Content starts
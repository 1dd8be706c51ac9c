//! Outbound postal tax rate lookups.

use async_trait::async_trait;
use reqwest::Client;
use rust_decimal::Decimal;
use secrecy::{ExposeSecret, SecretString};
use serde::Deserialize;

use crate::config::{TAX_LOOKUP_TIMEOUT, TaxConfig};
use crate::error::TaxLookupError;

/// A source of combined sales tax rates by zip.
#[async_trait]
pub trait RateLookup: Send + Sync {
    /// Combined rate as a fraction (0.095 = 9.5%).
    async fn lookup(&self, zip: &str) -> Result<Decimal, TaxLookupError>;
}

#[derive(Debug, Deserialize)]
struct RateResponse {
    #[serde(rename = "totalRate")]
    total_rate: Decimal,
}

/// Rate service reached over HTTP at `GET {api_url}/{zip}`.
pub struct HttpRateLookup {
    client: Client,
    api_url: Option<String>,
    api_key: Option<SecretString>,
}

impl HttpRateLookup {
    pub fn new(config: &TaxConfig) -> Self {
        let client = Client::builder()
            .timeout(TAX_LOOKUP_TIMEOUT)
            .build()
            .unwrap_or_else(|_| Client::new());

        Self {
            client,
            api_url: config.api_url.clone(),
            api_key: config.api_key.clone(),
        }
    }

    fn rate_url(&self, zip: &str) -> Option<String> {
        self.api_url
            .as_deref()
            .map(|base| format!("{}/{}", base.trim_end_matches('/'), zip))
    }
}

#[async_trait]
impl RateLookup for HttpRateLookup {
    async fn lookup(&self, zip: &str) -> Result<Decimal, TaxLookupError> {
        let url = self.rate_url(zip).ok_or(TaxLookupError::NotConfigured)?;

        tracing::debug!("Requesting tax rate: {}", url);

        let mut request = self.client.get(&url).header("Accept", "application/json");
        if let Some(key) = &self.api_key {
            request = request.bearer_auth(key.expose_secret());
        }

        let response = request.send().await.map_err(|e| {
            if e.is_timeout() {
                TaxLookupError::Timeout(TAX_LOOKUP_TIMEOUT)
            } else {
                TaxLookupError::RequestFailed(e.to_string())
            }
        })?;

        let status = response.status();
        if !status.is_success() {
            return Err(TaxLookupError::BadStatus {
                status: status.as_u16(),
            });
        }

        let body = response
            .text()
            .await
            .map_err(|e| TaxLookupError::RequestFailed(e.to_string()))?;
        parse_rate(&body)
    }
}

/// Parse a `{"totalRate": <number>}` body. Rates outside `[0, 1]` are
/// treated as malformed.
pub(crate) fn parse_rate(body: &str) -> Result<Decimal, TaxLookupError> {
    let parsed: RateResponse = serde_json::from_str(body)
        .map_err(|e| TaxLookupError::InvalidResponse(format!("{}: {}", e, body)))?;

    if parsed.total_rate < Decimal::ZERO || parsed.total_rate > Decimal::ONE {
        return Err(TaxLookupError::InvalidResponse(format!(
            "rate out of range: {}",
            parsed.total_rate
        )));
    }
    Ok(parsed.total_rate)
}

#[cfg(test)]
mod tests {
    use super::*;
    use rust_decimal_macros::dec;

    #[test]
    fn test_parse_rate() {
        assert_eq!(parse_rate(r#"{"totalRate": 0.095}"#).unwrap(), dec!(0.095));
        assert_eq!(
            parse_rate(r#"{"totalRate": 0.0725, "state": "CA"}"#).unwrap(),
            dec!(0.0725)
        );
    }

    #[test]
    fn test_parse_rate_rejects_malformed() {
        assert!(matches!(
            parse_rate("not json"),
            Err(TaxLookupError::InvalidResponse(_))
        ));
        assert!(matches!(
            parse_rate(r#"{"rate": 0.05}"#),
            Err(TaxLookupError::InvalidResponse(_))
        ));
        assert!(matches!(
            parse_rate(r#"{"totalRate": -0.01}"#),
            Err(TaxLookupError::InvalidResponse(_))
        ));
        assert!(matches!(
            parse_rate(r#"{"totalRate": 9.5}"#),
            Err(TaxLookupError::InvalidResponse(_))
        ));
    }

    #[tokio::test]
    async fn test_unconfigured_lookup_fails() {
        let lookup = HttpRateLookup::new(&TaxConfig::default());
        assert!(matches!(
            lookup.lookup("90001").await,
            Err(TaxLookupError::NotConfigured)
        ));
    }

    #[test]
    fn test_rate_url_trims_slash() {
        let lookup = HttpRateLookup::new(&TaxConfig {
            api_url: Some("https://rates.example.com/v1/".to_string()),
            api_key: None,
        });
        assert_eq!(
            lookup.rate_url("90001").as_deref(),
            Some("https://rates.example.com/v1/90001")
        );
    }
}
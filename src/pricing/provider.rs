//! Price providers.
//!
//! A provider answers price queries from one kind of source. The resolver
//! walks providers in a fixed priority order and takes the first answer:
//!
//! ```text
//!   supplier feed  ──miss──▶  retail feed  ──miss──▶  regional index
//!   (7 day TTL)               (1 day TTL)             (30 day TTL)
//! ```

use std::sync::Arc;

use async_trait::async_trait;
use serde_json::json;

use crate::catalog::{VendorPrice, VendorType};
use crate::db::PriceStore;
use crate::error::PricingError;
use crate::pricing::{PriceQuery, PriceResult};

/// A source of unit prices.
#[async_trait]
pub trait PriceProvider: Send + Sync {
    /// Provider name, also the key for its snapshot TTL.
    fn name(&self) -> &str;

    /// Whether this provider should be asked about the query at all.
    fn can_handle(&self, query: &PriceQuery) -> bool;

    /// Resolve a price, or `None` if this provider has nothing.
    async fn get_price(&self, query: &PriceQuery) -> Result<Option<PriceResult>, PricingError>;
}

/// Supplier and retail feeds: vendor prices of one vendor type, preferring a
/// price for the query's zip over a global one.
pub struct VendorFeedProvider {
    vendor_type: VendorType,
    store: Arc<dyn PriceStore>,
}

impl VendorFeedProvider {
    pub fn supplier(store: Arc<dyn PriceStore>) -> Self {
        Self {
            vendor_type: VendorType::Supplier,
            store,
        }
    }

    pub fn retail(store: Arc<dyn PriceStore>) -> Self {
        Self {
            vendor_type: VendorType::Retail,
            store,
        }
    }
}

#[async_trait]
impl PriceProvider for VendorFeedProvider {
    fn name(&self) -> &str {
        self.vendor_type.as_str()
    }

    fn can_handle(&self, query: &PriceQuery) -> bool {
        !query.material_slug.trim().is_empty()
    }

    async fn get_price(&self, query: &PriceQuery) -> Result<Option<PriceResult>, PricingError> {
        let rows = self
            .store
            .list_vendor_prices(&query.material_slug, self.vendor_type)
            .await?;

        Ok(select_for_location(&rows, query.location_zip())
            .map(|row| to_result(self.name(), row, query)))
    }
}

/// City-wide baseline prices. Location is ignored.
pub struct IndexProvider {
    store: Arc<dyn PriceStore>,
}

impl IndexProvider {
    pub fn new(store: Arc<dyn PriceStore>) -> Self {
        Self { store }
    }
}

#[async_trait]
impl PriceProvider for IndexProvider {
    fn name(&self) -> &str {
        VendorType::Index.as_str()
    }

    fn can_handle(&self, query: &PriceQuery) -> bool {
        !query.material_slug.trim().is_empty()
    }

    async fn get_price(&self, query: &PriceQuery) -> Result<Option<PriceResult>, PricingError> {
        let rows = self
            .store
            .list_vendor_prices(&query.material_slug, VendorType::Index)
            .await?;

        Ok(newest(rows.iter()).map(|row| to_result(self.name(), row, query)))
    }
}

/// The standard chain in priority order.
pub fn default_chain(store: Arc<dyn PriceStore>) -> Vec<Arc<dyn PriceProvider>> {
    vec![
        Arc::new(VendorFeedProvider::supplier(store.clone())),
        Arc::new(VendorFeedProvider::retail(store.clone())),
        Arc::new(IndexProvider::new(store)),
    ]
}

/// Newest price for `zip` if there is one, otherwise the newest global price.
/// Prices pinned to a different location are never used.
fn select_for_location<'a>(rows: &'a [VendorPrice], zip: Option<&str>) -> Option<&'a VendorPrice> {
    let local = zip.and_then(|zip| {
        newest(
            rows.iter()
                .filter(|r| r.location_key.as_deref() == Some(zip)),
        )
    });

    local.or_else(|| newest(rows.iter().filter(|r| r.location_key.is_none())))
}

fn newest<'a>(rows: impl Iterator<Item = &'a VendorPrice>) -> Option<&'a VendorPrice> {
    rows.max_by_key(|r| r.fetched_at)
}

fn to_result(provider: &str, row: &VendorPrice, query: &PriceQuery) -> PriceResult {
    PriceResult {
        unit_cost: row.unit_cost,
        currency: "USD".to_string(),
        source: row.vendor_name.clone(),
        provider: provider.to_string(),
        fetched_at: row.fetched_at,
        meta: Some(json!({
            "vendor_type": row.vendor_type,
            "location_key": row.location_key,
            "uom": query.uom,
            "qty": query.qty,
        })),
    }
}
Content ends
Content starts
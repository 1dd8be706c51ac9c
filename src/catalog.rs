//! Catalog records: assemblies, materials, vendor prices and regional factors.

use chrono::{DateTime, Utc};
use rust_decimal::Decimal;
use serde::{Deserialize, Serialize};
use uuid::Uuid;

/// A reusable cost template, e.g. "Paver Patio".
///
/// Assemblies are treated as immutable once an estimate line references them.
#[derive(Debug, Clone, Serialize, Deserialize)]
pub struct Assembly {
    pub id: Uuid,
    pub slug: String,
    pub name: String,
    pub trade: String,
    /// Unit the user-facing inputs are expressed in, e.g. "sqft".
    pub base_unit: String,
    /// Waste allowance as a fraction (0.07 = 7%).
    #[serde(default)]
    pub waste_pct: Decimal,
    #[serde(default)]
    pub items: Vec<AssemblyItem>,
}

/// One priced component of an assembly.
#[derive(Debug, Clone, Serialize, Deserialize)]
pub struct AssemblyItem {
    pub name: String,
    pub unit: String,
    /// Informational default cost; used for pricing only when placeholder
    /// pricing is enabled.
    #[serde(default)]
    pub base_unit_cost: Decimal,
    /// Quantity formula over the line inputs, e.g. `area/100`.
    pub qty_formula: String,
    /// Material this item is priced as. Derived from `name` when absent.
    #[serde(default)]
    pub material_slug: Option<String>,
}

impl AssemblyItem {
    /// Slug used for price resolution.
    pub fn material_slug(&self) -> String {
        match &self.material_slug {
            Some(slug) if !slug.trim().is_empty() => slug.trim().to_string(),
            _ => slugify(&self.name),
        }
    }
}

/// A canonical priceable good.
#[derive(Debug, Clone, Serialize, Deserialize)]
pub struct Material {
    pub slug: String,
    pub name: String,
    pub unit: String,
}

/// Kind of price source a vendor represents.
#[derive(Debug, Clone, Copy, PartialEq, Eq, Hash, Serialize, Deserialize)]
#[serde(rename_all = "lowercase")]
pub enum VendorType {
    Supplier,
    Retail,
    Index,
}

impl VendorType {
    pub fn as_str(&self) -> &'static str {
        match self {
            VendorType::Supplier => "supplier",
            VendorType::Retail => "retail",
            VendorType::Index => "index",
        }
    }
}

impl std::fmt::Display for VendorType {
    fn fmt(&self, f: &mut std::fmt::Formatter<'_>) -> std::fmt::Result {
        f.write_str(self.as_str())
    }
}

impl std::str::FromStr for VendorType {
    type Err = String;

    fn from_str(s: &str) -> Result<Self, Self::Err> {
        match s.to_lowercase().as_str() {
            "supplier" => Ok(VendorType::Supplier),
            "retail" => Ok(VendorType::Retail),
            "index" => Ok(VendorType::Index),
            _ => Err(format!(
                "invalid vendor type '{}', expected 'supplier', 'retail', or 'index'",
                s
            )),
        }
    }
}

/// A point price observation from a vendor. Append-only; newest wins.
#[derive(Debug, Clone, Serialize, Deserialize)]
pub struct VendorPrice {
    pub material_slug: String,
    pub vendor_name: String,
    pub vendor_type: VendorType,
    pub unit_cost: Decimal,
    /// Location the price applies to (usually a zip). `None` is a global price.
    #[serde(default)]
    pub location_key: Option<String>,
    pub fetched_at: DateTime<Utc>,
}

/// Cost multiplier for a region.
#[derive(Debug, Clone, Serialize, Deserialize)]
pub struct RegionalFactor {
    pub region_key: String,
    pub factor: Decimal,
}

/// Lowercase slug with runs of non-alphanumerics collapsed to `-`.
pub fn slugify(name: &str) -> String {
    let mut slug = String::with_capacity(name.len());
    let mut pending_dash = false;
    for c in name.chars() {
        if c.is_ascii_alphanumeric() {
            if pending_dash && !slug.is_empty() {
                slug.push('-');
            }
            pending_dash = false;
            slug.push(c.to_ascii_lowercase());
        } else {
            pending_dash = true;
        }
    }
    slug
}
Content ends
Content starts
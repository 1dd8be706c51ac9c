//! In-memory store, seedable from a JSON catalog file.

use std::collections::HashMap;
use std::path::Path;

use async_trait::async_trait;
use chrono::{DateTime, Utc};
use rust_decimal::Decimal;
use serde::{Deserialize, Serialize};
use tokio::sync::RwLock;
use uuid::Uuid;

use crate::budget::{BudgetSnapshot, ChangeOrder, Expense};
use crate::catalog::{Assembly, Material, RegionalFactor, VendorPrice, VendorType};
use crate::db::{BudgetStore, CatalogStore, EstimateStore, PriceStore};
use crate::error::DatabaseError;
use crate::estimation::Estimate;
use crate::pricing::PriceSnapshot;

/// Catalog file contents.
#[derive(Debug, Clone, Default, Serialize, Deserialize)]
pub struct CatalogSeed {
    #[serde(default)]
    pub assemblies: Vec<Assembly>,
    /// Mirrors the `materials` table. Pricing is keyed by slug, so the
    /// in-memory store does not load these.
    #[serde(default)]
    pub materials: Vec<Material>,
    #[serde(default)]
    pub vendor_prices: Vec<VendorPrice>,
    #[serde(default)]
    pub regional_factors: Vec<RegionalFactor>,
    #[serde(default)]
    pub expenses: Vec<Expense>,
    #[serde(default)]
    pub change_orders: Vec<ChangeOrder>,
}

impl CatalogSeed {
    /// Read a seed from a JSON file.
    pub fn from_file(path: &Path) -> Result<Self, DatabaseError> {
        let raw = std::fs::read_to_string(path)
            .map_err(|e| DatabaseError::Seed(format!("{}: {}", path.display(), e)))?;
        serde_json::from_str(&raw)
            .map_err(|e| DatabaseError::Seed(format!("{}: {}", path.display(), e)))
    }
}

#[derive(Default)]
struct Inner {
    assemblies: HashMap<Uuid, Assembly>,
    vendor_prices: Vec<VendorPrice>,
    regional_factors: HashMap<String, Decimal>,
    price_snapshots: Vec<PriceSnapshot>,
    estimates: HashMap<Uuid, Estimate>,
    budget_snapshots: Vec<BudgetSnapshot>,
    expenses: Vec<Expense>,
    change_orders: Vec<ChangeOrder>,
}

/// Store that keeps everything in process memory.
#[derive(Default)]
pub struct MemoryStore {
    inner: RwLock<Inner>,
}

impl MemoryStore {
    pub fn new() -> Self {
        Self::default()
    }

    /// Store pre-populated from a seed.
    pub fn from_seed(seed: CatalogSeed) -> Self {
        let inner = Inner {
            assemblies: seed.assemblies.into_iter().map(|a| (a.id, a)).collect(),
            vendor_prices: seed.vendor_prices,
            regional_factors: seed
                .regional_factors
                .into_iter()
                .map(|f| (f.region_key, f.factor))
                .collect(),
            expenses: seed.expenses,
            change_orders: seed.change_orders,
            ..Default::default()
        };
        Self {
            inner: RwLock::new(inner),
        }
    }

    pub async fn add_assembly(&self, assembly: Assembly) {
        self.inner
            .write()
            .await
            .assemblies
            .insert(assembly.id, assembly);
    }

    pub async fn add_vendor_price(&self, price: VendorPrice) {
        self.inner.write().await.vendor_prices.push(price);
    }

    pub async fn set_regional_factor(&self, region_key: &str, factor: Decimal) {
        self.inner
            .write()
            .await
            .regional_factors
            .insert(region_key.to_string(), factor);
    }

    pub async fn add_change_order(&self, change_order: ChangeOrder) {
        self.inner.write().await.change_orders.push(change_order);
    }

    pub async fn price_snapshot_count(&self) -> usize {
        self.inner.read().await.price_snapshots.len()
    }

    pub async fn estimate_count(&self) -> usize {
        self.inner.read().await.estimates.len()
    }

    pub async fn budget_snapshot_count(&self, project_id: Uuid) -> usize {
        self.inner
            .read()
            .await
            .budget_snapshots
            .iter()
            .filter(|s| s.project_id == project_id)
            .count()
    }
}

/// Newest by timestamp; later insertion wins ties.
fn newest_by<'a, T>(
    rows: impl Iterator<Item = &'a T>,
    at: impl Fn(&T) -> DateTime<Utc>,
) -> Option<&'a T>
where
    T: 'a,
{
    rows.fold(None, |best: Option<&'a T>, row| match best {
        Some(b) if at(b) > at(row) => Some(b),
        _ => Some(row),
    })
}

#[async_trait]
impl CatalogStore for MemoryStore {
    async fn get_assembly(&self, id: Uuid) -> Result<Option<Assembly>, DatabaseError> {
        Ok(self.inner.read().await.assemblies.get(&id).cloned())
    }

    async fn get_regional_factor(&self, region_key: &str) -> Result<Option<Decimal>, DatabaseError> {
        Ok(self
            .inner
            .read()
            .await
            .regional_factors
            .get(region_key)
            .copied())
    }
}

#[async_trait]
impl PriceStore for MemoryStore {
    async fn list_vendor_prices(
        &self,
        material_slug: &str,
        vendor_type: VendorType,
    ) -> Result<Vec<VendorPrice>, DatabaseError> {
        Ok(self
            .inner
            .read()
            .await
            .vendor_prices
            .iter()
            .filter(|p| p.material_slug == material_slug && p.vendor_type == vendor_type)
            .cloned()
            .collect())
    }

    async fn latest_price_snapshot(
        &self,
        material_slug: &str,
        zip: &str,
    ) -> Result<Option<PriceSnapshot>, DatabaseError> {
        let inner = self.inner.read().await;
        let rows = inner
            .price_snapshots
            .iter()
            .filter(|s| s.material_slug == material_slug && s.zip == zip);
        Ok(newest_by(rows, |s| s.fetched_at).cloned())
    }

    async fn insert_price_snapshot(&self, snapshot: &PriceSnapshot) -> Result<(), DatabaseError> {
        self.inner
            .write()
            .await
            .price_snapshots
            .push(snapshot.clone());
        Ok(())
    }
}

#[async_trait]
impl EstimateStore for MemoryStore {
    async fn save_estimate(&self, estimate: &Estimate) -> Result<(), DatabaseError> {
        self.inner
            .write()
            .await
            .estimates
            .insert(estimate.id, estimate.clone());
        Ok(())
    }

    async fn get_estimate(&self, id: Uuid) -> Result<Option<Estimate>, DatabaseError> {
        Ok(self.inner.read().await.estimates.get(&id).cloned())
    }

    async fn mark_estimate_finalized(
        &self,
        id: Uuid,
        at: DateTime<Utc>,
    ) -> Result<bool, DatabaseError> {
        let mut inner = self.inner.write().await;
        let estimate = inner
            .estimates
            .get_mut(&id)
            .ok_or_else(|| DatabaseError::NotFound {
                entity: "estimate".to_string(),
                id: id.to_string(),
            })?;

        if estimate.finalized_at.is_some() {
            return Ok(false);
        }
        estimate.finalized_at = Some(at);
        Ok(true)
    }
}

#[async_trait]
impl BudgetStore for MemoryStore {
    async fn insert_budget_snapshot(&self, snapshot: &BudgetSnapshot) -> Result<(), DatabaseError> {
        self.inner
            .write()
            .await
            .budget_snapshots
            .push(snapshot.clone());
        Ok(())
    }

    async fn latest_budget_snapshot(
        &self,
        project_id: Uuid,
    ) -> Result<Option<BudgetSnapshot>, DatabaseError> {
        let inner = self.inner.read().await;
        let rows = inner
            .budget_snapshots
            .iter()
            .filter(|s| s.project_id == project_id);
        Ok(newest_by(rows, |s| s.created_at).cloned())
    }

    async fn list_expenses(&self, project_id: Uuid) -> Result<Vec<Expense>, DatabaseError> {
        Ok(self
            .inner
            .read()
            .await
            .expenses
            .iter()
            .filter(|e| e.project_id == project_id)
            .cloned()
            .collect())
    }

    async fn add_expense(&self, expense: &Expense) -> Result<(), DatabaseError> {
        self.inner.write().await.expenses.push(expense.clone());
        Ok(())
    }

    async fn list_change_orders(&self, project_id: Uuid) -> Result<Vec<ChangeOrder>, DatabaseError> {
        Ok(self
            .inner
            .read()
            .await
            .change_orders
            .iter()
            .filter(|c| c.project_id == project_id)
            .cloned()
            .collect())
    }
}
Content ends
• **WORK TASK**
Would you copy out each line of the records above where the word "filename" occurs?

• **ANSWER TO THIS TASK**
filename src/pricing/provider.rs
filename src/catalog.rs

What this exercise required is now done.